» DESCRIPTION OF THE TASK
Below are several records. Retype exactly those lines running from the one with "for _ in 0..steps" through the one with "fn vec2(name: &str, field: &str, v: &[f64])", end lines included, and no others.

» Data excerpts

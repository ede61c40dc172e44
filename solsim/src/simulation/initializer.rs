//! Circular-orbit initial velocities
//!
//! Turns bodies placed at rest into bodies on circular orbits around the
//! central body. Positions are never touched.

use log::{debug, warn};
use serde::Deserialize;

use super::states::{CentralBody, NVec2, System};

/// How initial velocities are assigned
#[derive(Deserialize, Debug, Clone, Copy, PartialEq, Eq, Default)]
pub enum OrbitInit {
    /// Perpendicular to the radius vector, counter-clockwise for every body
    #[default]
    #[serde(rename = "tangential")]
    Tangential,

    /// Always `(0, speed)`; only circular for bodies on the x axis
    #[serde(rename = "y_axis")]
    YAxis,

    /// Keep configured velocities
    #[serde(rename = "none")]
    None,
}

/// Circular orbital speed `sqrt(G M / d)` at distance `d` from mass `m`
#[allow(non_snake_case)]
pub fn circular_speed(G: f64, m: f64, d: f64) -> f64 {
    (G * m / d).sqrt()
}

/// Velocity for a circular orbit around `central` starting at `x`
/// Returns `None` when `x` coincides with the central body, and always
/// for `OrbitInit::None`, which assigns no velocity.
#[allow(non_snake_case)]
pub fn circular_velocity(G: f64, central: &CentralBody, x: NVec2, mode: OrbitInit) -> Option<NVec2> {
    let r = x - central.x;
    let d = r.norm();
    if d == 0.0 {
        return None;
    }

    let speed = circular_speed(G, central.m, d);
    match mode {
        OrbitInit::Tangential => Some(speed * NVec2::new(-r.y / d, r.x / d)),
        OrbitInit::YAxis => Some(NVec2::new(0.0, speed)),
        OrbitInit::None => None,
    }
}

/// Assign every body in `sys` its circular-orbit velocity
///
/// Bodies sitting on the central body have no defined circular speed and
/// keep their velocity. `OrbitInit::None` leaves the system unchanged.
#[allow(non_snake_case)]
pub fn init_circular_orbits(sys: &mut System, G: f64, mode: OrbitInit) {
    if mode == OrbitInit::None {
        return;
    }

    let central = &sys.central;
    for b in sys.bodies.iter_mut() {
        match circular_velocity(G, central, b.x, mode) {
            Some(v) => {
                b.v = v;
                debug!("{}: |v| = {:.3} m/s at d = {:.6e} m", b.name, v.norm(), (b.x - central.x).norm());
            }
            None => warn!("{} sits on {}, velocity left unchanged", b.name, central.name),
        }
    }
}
...
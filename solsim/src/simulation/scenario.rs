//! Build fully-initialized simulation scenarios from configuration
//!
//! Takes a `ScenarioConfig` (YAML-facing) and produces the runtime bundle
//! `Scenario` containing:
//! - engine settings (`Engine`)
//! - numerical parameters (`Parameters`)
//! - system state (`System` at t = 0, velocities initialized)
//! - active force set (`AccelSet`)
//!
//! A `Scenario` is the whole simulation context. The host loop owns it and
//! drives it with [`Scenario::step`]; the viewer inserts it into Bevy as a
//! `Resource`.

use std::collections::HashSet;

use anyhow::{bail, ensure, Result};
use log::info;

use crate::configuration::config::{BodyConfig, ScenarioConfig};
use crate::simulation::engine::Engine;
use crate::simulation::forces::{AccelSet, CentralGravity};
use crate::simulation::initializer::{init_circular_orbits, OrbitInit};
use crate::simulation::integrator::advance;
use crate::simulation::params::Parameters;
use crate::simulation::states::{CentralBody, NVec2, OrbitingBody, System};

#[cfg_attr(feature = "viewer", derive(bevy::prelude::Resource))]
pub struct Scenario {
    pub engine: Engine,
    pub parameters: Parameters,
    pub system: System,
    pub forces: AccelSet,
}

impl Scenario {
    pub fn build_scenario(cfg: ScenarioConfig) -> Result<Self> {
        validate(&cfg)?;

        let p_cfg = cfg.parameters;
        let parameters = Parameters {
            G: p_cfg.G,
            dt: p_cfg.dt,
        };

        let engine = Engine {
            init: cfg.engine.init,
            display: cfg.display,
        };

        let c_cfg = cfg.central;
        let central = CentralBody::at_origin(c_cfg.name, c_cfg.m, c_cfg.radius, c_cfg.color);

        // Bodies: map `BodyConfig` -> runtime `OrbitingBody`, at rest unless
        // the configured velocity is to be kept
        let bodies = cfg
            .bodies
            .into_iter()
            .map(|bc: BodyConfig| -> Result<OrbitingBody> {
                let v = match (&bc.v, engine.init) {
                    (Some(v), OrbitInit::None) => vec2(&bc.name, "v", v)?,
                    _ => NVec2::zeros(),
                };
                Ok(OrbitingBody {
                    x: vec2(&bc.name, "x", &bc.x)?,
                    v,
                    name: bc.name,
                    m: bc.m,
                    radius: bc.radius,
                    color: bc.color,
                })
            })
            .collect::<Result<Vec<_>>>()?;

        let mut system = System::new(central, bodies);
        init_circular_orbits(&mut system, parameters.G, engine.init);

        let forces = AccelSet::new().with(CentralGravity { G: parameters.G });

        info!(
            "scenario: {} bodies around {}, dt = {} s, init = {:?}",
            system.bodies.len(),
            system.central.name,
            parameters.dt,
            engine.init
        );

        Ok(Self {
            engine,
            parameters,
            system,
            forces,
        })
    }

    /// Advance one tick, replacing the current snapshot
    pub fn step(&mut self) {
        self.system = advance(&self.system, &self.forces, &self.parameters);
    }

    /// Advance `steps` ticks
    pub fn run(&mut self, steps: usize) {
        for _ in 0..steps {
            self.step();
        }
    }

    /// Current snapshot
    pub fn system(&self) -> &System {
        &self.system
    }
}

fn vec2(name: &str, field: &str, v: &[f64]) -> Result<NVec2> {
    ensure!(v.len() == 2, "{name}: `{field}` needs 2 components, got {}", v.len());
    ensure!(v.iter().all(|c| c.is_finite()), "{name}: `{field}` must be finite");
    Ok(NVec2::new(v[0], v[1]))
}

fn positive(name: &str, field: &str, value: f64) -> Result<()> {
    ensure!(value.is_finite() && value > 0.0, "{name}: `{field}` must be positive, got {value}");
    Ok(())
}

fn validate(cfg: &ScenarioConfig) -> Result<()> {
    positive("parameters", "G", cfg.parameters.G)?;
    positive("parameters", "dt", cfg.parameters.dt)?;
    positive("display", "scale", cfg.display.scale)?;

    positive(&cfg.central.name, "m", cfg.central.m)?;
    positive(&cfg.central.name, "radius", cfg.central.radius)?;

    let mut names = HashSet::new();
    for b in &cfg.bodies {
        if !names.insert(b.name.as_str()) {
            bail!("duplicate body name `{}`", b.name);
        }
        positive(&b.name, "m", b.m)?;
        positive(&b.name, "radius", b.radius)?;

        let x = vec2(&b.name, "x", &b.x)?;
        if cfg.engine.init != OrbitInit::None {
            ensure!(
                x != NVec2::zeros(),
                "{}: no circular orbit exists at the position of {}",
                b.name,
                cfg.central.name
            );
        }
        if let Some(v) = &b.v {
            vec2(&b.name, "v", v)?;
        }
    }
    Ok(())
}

» YOUR SOLUTION
        for _ in 0..steps {
            self.step();
        }
    }

    /// Current snapshot
    pub fn system(&self) -> &System {
        &self.system
    }
}

fn vec2(name: &str, field: &str, v: &[f64]) -> Result<NVec2> {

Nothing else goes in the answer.